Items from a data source
----

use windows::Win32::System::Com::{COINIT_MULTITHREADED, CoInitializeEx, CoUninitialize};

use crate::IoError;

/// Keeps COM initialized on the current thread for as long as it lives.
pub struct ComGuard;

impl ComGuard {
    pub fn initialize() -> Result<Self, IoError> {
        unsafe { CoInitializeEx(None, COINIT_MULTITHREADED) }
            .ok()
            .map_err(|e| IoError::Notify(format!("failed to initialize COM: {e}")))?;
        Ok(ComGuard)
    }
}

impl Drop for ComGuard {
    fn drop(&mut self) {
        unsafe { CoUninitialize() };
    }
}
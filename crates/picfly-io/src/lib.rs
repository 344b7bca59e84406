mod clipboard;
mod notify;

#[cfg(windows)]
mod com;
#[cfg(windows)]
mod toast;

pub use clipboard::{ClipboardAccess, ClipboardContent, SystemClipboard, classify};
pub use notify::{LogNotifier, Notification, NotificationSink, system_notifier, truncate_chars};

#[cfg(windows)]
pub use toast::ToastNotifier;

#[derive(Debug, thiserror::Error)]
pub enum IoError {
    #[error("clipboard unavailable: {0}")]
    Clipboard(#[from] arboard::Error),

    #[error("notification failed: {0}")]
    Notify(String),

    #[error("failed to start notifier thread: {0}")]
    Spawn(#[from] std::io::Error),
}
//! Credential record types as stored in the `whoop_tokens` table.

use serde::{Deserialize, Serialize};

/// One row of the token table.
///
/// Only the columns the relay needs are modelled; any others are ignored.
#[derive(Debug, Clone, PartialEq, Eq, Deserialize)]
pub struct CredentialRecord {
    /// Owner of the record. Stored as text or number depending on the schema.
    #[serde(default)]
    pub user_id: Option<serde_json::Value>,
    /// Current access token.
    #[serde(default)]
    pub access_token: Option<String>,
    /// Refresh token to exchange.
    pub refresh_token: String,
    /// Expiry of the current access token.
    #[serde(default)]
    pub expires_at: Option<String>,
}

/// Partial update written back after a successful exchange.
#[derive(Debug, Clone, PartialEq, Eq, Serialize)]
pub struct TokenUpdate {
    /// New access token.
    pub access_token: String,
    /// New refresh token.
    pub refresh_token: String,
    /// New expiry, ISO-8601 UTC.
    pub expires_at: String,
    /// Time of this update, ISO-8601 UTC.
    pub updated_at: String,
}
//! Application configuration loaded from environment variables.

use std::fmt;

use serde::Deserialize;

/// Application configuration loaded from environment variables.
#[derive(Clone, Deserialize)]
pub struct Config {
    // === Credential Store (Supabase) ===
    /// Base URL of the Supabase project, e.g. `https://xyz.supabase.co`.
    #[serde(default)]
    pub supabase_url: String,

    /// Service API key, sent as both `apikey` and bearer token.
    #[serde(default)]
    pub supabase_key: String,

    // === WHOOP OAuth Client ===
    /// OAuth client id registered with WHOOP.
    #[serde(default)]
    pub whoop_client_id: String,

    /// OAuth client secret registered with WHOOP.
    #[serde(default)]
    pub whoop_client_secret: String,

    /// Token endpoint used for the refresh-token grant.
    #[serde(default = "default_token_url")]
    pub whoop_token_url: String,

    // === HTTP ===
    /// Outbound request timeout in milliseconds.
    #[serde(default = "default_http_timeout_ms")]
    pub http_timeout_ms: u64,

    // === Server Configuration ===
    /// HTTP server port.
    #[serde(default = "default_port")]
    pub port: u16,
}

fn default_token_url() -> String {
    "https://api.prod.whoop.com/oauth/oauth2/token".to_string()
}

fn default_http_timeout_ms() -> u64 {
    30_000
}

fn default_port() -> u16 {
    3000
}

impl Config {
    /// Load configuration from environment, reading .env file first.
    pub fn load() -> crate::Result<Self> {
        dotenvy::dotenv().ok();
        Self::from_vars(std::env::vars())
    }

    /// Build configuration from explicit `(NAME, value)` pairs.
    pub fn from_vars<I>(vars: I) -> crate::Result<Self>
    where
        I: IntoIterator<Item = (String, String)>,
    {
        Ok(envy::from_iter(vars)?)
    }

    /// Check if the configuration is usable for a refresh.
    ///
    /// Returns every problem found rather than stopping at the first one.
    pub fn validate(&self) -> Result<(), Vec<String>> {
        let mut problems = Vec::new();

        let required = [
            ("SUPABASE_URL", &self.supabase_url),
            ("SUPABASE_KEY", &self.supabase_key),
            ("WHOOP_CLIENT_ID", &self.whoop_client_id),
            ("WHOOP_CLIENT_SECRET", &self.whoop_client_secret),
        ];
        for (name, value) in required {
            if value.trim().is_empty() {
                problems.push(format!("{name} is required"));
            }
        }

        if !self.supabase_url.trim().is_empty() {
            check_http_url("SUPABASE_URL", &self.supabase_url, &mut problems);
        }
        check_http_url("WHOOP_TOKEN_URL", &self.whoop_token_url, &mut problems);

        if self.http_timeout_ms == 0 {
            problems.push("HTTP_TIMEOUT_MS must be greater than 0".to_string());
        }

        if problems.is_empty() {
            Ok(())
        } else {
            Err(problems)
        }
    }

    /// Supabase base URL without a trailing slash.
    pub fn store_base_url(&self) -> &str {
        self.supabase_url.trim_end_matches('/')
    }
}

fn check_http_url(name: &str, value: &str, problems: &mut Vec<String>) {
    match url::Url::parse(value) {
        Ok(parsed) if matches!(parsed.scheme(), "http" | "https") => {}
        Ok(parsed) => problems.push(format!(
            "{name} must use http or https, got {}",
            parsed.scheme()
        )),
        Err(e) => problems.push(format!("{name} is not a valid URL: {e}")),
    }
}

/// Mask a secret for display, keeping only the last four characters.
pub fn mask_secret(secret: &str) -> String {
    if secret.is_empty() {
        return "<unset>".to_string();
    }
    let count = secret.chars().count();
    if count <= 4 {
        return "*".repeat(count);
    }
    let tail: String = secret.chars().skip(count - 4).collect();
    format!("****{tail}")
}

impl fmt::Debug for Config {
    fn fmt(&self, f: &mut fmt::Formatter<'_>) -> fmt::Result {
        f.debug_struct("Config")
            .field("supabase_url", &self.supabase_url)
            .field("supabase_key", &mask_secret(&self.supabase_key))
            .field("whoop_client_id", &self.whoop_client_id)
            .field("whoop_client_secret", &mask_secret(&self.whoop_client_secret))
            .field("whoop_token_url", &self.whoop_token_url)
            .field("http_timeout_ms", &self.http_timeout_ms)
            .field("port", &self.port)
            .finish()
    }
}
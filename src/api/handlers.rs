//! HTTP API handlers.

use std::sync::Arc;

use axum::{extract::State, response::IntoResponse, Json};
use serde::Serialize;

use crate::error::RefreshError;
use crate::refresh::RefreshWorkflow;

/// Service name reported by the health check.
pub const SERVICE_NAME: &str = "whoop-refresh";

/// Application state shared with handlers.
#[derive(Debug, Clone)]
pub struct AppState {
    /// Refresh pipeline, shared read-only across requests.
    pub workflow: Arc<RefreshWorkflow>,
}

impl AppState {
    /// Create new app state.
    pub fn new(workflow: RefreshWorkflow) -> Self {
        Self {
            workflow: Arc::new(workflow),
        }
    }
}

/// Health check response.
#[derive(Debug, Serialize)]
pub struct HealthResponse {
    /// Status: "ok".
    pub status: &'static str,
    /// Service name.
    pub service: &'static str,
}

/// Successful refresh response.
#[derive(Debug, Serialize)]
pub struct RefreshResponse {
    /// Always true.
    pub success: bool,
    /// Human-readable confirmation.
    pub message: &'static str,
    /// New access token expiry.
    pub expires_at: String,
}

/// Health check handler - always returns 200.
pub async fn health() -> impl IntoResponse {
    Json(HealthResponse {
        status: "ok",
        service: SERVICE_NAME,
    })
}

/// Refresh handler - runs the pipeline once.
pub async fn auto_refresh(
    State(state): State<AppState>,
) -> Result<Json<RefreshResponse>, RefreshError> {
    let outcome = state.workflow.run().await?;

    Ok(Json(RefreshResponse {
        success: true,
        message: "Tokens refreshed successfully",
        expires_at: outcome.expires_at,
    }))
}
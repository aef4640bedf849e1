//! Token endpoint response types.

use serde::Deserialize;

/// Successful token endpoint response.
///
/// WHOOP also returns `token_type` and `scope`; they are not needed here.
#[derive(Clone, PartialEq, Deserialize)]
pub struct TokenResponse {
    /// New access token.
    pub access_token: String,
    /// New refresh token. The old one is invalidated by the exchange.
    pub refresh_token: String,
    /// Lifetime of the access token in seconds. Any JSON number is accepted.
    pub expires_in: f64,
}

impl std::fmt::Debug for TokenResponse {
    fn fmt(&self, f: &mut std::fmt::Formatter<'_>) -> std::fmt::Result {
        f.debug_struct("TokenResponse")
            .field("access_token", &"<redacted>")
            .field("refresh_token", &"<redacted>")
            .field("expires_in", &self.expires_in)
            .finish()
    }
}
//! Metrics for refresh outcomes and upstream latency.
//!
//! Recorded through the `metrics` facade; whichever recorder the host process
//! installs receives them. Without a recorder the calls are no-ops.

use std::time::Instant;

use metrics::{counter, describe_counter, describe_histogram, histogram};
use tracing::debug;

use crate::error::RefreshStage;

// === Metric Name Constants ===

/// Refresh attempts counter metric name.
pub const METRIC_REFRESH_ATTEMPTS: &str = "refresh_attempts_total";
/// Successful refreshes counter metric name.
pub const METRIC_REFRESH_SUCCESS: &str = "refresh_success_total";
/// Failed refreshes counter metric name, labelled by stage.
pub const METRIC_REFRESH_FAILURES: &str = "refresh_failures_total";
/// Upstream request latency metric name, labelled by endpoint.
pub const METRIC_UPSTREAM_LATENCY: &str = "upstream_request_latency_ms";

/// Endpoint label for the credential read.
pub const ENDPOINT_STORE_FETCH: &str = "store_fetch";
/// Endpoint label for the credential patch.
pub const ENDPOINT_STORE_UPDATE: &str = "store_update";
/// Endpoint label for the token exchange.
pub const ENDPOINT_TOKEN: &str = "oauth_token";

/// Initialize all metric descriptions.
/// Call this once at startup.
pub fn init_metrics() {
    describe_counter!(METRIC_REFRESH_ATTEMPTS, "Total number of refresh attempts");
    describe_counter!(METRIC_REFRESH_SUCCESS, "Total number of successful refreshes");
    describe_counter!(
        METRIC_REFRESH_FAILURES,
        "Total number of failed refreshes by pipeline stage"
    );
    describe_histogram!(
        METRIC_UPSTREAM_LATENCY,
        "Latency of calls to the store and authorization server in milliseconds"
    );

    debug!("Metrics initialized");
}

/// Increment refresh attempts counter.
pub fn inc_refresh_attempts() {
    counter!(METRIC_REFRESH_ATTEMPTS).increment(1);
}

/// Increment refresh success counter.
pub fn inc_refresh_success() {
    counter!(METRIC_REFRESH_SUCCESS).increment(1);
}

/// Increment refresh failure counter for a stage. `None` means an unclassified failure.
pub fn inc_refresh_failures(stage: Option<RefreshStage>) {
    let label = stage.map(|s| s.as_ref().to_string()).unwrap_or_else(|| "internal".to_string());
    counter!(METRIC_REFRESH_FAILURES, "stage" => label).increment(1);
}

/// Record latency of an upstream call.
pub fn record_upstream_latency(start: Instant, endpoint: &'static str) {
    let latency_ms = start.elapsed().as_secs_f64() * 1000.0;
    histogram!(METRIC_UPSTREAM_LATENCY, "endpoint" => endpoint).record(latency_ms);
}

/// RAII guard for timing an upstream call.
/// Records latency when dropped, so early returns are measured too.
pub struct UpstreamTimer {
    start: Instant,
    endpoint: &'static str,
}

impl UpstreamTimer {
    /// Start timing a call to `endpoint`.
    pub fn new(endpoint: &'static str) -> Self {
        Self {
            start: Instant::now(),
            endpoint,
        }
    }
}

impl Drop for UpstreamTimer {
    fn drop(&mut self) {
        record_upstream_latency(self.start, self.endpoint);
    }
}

----

**Problem statement:** Above are the entries. Output exactly the lines beginning with the line that has "let label = stage.map(|s|" and ending with the line that has "Start timing a".

**Result of this exercise:**
    let label = stage.map(|s| s.as_ref().to_string()).unwrap_or_else(|| "internal".to_string());
    counter!(METRIC_REFRESH_FAILURES, "stage" => label).increment(1);
}

/// Record latency of an upstream call.
pub fn record_upstream_latency(start: Instant, endpoint: &'static str) {
    let latency_ms = start.elapsed().as_secs_f64() * 1000.0;
    histogram!(METRIC_UPSTREAM_LATENCY, "endpoint" => endpoint).record(latency_ms);
}

/// RAII guard for timing an upstream call.
/// Records latency when dropped, so early returns are measured too.
pub struct UpstreamTimer {
    start: Instant,
    endpoint: &'static str,
}

impl UpstreamTimer {
    /// Start timing a call to `endpoint`.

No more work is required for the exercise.